*** EXERCISE INPUTS Section Begins ***
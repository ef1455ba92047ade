//! CLI module for BioBuddy
//!
//! Handles command-line argument parsing and terminal progress output.

pub mod args;
pub mod progress;

pub use args::{Args, Commands, Verbosity};
pub use progress::spinner;
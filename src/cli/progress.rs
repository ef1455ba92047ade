//! Progress spinner shared by `ask` and the REPL

use indicatif::{ProgressBar, ProgressStyle};
use std::time::Duration;

/// Start a steady-ticking spinner, or a hidden one when progress is off
pub fn spinner(message: &str, visible: bool) -> ProgressBar {
    if !visible {
        return ProgressBar::hidden();
    }

    let pb = ProgressBar::new_spinner();
    if let Ok(style) = ProgressStyle::default_spinner().template("{spinner:.cyan} {msg}") {
        pb.set_style(style);
    }
    pb.set_message(message.to_string());
    pb.enable_steady_tick(Duration::from_millis(100));
    pb
}
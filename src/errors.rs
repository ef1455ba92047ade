//! Error types for BioBuddy
//!
//! The answer pipeline fails in exactly two places, retrieval and generation,
//! and each has its own error type so callers can tell them apart.

use thiserror::Error;

/// Failure of the passage store, search service, or embedding backend
#[derive(Error, Debug)]
pub enum RetrievalError {
    /// Store or embedding service could not be reached
    #[error("Retrieval service unavailable: {0}")]
    Unavailable(String),

    /// Request to the store or embedding service timed out
    #[error("Retrieval timed out after {duration_ms}ms")]
    Timeout { duration_ms: u64 },

    /// Embedding the query or passages failed
    #[error("Embedding failed: {0}")]
    Embedding(String),

    /// Service answered with something we could not interpret
    #[error("Malformed retrieval response: {0}")]
    MalformedResponse(String),

    /// Store-side failure (missing collection, bad passages file, ...)
    #[error("Passage store error: {0}")]
    Store(String),
}

/// Failure of the text-generation service
#[derive(Error, Debug)]
pub enum GenerationError {
    /// Generation service could not be reached
    #[error("Generation service unavailable: {0}")]
    Unavailable(String),

    /// Generation request timed out
    #[error("Generation timed out after {duration_ms}ms")]
    Timeout { duration_ms: u64 },

    /// Provider refused the request
    #[error("Generation rejected (HTTP {status}): {message}")]
    Rejected { status: u16, message: String },

    /// Provider envelope could not be parsed
    #[error("Malformed generation response: {0}")]
    MalformedResponse(String),

    /// Provider answered without any usable text
    #[error("Generation returned no usable text")]
    EmptyResponse,
}

/// Error returned by [`crate::rag::AnswerPipeline`]
#[derive(Error, Debug)]
pub enum PipelineError {
    #[error(transparent)]
    Retrieval(#[from] RetrievalError),

    #[error(transparent)]
    Generation(#[from] GenerationError),
}

impl PipelineError {
    /// Stage that failed, as a stable lowercase tag
    pub fn kind(&self) -> &'static str {
        match self {
            PipelineError::Retrieval(_) => "retrieval",
            PipelineError::Generation(_) => "generation",
        }
    }
}

/// Invalid configuration detected while constructing components
#[derive(Error, Debug, Clone, PartialEq, Eq)]
pub enum ConfigError {
    /// Prompt template override is missing a required placeholder
    #[error("Invalid prompt template: {0}")]
    InvalidTemplate(String),

    /// Any other out-of-range or inconsistent setting
    #[error("Configuration error: {0}")]
    Invalid(String),
}

/// Result type alias for pipeline operations
pub type Result<T> = std::result::Result<T, PipelineError>;

#[cfg(test)]
mod tests {
    use super::*;

    #[test]
    fn test_error_display() {
        let err = GenerationError::Rejected {
            status: 400,
            message: "prompt too long".to_string(),
        };
        assert!(err.to_string().contains("400"));
        assert!(err.to_string().contains("prompt too long"));
    }

    #[test]
    fn test_pipeline_error_kind() {
        let err: PipelineError = RetrievalError::Unavailable("down".to_string()).into();
        assert_eq!(err.kind(), "retrieval");
        assert!(matches!(err, PipelineError::Retrieval(_)));

        let err: PipelineError = GenerationError::EmptyResponse.into();
        assert_eq!(err.kind(), "generation");
    }

    #[test]
    fn test_pipeline_error_is_transparent() {
        let err: PipelineError = RetrievalError::Timeout { duration_ms: 1500 }.into();
        assert_eq!(err.to_string(), "Retrieval timed out after 1500ms");
    }
}
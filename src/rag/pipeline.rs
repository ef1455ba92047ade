// End-to-end answer pipeline: retrieve -> assemble -> prompt -> generate
use serde::{Deserialize, Serialize};
use std::fmt;
use std::sync::Arc;
use std::time::Instant;

use crate::config::PipelineConfig;
use crate::errors::{ConfigError, PipelineError, Result};
use crate::generation::Generator;
use crate::rag::context::{ContextAssembler, ContextConfig};
use crate::rag::prompt::PromptBuilder;
use crate::rag::retrieval::{Passage, Retriever};

/// Stages a single request moves through
#[derive(Debug, Clone, Copy, PartialEq, Eq, Hash, Serialize, Deserialize)]
pub enum PipelineStage {
    Received,
    Retrieved,
    ContextBuilt,
    PromptBuilt,
    Done,
    Failed,
}

impl PipelineStage {
    /// Check if this is a terminal stage
    pub fn is_terminal(&self) -> bool {
        matches!(self, PipelineStage::Done | PipelineStage::Failed)
    }
}

impl fmt::Display for PipelineStage {
    fn fmt(&self, f: &mut fmt::Formatter<'_>) -> fmt::Result {
        let name = match self {
            PipelineStage::Received => "received",
            PipelineStage::Retrieved => "retrieved",
            PipelineStage::ContextBuilt => "context_built",
            PipelineStage::PromptBuilt => "prompt_built",
            PipelineStage::Done => "done",
            PipelineStage::Failed => "failed",
        };
        f.write_str(name)
    }
}

/// Everything one successful request produced
#[derive(Debug, Clone, Serialize, Deserialize)]
pub struct AnswerTrace {
    /// Query exactly as received
    pub query: String,
    /// Passages in retriever order
    pub passages: Vec<Passage>,
    /// Assembled context block
    pub context: String,
    /// Prompt sent to the generator
    pub prompt: String,
    /// Generator output, unmodified
    pub answer: String,
}

/// Retrieval-augmented answer pipeline.
///
/// Holds no per-request state; share one instance across tasks behind an `Arc`.
pub struct AnswerPipeline {
    retriever: Arc<dyn Retriever>,
    generator: Arc<dyn Generator>,
    assembler: ContextAssembler,
    prompt_builder: PromptBuilder,
    retrieval_k: usize,
}

impl AnswerPipeline {
    /// Create a pipeline from its capabilities and configuration
    pub fn new(
        retriever: Arc<dyn Retriever>,
        generator: Arc<dyn Generator>,
        config: &PipelineConfig,
    ) -> std::result::Result<Self, ConfigError> {
        config.validate()?;

        let prompt_builder = match &config.prompt_template {
            Some(template) => PromptBuilder::with_template(config.subject.clone(), template.clone())?,
            None => PromptBuilder::new(config.subject.clone()),
        };

        Ok(Self {
            retriever,
            generator,
            assembler: ContextAssembler::with_config(ContextConfig {
                max_context_chars: config.max_context_chars,
            }),
            prompt_builder,
            retrieval_k: config.retrieval_k,
        })
    }

    /// Answer a question, returning the generator's text verbatim
    pub async fn answer(&self, query: &str) -> Result<String> {
        self.run(query).await.map(|trace| trace.answer)
    }

    /// Answer a question and keep the intermediate artifacts
    pub async fn run(&self, query: &str) -> Result<AnswerTrace> {
        let started = Instant::now();
        tracing::debug!(stage = %PipelineStage::Received, query_chars = query.chars().count());

        let passages = match self.retriever.search(query, self.retrieval_k).await {
            Ok(passages) => passages,
            Err(e) => return Err(self.fail(PipelineStage::Received, e.into())),
        };
        tracing::debug!(stage = %PipelineStage::Retrieved, passages = passages.len());

        let context = self.assembler.assemble(&passages);
        tracing::debug!(stage = %PipelineStage::ContextBuilt, context_chars = context.chars().count());

        let prompt = self.prompt_builder.build(&context, query);
        tracing::debug!(stage = %PipelineStage::PromptBuilt, prompt_chars = prompt.chars().count());

        let answer = match self.generator.generate(&prompt).await {
            Ok(answer) => answer,
            Err(e) => return Err(self.fail(PipelineStage::PromptBuilt, e.into())),
        };

        tracing::info!(
            stage = %PipelineStage::Done,
            passages = passages.len(),
            model = self.generator.model_name(),
            elapsed_ms = started.elapsed().as_millis() as u64,
            "answered question"
        );

        Ok(AnswerTrace {
            query: query.to_string(),
            passages,
            context,
            prompt,
            answer,
        })
    }

    fn fail(&self, from: PipelineStage, err: PipelineError) -> PipelineError {
        tracing::warn!(
            stage = %PipelineStage::Failed,
            from = %from,
            kind = err.kind(),
            error = %err,
            "answer pipeline failed"
        );
        err
    }

    /// Passages requested per question
    pub fn retrieval_k(&self) -> usize {
        self.retrieval_k
    }

    /// Prompt builder in use
    pub fn prompt_builder(&self) -> &PromptBuilder {
        &self.prompt_builder
    }

    /// Generator model answering questions
    pub fn model_name(&self) -> &str {
        self.generator.model_name()
    }
}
*** EXERCISE INPUTS Section Ends ***
## TASK TO CARRY OUT
Once you find the line with "pub enum PipelineStage" above, print it and every line after it up to and including the line with "pub fn is_terminal(&self)", exactly as written and nothing else.

## THE ANSWER
pub enum PipelineStage {
    Received,
    Retrieved,
    ContextBuilt,
    PromptBuilt,
    Done,
    Failed,
}

impl PipelineStage {
    /// Check if this is a terminal stage
    pub fn is_terminal(&self) -> bool {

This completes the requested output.